Teresa Mary "Tessa" Tennant  ( Cormack; 29 May 1959 – 7 July 2018) was a British advocate of sustainable investment. She co-founded one of the UK's first green investment funds. She was a pioneer in the field of responsible investment and was described by The Economist in its obituary notice as "a giant of green finance."

Life and career 
Tennant was born in Bletchingley, Surrey, to John Cormack and Jean Davies. After attending Prior's Field School, Godalming, Tennant studied for a Human Environmental Studies degree at King's College London. Following her graduation, she worked for the Green Alliance in the early 1980s. Subsequently, Tennant co-founded the UK's first green investment fund, the Merlin (now Jupiter) Ecology Fund, in 1988.

During her career, Tennant helped lead and found several influential organisations for green and responsible investors including UKSIF, AsRIA and the Carbon Disclosure Project. Among many other roles, she served as a director of the Green Investment Bank.

During her career, Tennant was a pioneer in the field of responsible investment. She led the creation and was first Chair of the Association for Sustainable and Responsible Investment in Asia based in Hong Kong (ASrIA), and The Carbon Disclosure Project (CDP), which works with over 6,000 of the largest corporations in the world to reduce their carbon emissions.

Awards and honours
In June 2018, the Financial Times/IFC Transformational Business Awards presented Tennant with its inaugural Lifetime Achievement Award and announced that this award would be named after her in future.

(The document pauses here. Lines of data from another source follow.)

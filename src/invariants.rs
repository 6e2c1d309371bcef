//! Debug assertion macros for the pipeline's concurrency invariants.
//!
//! Only active in debug builds (`debug_assert!`), so there is zero overhead
//! on the release hot path. Release builds enforce these invariants by
//! construction, not by runtime checks.

// =============================================================================
// INV-CAP-01: Power-Of-Two Capacity
// =============================================================================

/// Assert that a ring capacity is a positive power of two.
///
/// **Invariant**: `capacity > 0 && capacity & (capacity - 1) == 0`
///
/// Used in: `RingBuffer::new()`. Public construction validates capacity with
/// a real error; this catches internal callers bypassing validation.
macro_rules! debug_assert_power_of_two {
    ($capacity:expr) => {
        debug_assert!(
            $capacity > 0 && ($capacity & ($capacity - 1)) == 0,
            "INV-CAP-01 violated: capacity {} is not a positive power of two",
            $capacity
        )
    };
}

// =============================================================================
// INV-CUR-01: Monotonic Cursor
// =============================================================================

/// Assert that a sequence value only increases.
///
/// **Invariant**: `new_value >= old_value`
///
/// Used in: `Sequencer::publish()` for the cursor.
macro_rules! debug_assert_monotonic {
    ($name:literal, $old:expr, $new:expr) => {
        debug_assert!(
            $new >= $old,
            "INV-CUR-01 violated: {} decreased from {} to {}",
            $name,
            $old,
            $new
        )
    };
}

// =============================================================================
// INV-GATE-01: Single Lap
// =============================================================================

/// Assert that a claim stays within one lap of the slowest consumer.
///
/// **Invariant**: `claim - min(consumer sequences) <= capacity`
///
/// Used in: `Sequencer::try_claim()` after the gate refresh.
macro_rules! debug_assert_claim_gated {
    ($claim:expr, $gate:expr, $capacity:expr) => {
        debug_assert!(
            $claim - $gate <= $capacity,
            "INV-GATE-01 violated: claim {} laps the slowest consumer at {} (capacity {})",
            $claim,
            $gate,
            $capacity
        )
    };
}

// =============================================================================
// INV-PUB-01: Published Reads Only
// =============================================================================

/// Assert that a consumer only reads sequences at or below the cursor.
///
/// **Invariant**: `sequence <= cursor` for every slot read
///
/// Used in: `EventProcessor::drain()` before each slot access.
macro_rules! debug_assert_published_read {
    ($sequence:expr, $cursor:expr) => {
        debug_assert!(
            $sequence <= $cursor,
            "INV-PUB-01 violated: reading sequence {} above published cursor {}",
            $sequence,
            $cursor
        )
    };
}

// =============================================================================
// Re-exports for crate-internal use
// =============================================================================

pub(crate) use debug_assert_claim_gated;
pub(crate) use debug_assert_monotonic;
pub(crate) use debug_assert_power_of_two;
pub(crate) use debug_assert_published_read;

She was awarded an OBE in recognition of her services to sustainable investment at Holyroodhouse in 2018.

Marriage and family
The then Teresa Cormack met Henry Lovell Tennant in South America during her gap year. He was the second son of Colin Tennant, 3rd Baron Glenconner and Anne Tennant, Baroness Glenconner, lady in waiting to Princess Margaret; the couple married in 1983 after four years together. Although they separated after two years, they did not divorce and remained close friends. Henry Tennant died from AIDS in 1990. The couple's son, Euan (born 1983), now manages The Glen, the Tennant family estate in the Scottish borders.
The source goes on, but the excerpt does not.